WORK ORDER – Please report every line of the listing below that has the word "ProviderError" in it.

________________________________________

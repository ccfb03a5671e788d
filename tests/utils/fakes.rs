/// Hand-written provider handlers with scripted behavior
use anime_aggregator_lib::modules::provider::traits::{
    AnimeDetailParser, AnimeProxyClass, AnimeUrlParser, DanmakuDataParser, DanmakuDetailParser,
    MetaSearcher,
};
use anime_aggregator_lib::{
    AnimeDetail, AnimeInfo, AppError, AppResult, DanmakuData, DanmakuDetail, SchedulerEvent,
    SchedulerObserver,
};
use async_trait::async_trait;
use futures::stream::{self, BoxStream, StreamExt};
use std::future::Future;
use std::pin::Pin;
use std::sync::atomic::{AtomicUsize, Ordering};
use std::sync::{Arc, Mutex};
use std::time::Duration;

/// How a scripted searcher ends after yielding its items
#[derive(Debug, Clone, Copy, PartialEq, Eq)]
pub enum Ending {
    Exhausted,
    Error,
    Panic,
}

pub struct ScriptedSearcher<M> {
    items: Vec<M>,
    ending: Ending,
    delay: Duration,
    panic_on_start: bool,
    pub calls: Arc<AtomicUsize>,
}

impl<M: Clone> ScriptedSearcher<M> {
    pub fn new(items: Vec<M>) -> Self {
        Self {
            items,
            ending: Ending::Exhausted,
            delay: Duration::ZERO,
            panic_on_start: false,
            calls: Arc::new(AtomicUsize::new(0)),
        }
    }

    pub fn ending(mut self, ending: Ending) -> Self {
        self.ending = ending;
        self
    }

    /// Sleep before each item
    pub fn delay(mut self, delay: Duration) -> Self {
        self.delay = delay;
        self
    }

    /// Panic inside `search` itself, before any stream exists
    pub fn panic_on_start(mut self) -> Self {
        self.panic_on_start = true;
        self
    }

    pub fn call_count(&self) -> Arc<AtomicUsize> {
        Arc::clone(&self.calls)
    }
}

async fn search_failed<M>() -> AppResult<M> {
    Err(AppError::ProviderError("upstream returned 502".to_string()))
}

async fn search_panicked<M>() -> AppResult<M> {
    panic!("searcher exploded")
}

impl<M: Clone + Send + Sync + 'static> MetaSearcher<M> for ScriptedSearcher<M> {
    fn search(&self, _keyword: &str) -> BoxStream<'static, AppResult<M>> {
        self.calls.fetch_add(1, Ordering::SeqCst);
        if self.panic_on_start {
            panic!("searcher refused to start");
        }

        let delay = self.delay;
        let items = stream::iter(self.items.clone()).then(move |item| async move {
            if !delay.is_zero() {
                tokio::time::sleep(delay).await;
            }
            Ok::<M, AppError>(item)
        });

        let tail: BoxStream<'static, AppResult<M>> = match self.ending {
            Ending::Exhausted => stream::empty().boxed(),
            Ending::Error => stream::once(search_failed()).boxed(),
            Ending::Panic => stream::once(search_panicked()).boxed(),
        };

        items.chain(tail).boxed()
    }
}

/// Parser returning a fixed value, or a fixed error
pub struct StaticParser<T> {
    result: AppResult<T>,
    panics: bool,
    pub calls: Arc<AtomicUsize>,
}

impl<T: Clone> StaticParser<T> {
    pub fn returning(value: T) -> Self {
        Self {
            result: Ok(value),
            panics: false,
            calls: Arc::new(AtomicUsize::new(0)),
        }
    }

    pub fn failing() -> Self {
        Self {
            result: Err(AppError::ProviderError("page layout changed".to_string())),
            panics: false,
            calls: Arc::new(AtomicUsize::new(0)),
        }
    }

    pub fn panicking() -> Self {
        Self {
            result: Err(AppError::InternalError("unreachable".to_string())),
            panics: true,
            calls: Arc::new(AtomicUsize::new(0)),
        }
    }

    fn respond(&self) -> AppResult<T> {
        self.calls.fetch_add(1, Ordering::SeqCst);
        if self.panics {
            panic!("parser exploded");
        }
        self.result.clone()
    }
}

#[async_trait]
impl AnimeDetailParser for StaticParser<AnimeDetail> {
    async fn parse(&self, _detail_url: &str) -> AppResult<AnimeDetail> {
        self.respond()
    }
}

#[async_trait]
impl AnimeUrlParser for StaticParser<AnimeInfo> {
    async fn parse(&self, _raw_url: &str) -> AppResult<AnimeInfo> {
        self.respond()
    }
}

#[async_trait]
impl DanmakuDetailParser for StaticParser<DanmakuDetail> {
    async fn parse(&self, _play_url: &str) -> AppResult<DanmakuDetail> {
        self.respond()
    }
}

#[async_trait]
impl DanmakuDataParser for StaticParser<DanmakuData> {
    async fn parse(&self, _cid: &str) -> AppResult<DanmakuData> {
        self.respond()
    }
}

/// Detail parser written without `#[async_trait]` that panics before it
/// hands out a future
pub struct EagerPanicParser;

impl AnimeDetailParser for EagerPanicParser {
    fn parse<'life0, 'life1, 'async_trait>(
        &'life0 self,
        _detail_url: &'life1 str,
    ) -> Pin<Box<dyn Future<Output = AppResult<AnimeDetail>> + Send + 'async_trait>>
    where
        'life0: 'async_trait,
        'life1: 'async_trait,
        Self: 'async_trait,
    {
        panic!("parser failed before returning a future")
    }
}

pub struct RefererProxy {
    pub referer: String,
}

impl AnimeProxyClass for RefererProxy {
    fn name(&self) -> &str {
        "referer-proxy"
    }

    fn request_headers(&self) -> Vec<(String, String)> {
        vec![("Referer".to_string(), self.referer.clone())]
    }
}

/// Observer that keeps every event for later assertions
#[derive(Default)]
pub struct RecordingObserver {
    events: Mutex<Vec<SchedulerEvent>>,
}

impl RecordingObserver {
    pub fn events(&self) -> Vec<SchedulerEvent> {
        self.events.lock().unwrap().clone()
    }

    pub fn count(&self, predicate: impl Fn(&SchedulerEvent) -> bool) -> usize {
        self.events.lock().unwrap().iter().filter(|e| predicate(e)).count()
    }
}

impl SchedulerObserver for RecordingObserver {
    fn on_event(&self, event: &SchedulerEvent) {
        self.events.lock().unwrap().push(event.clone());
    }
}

________________________________________

ANSWER TO THE PROBLEM –
    Err(AppError::ProviderError("upstream returned 502".to_string()))
            result: Err(AppError::ProviderError("page layout changed".to_string())),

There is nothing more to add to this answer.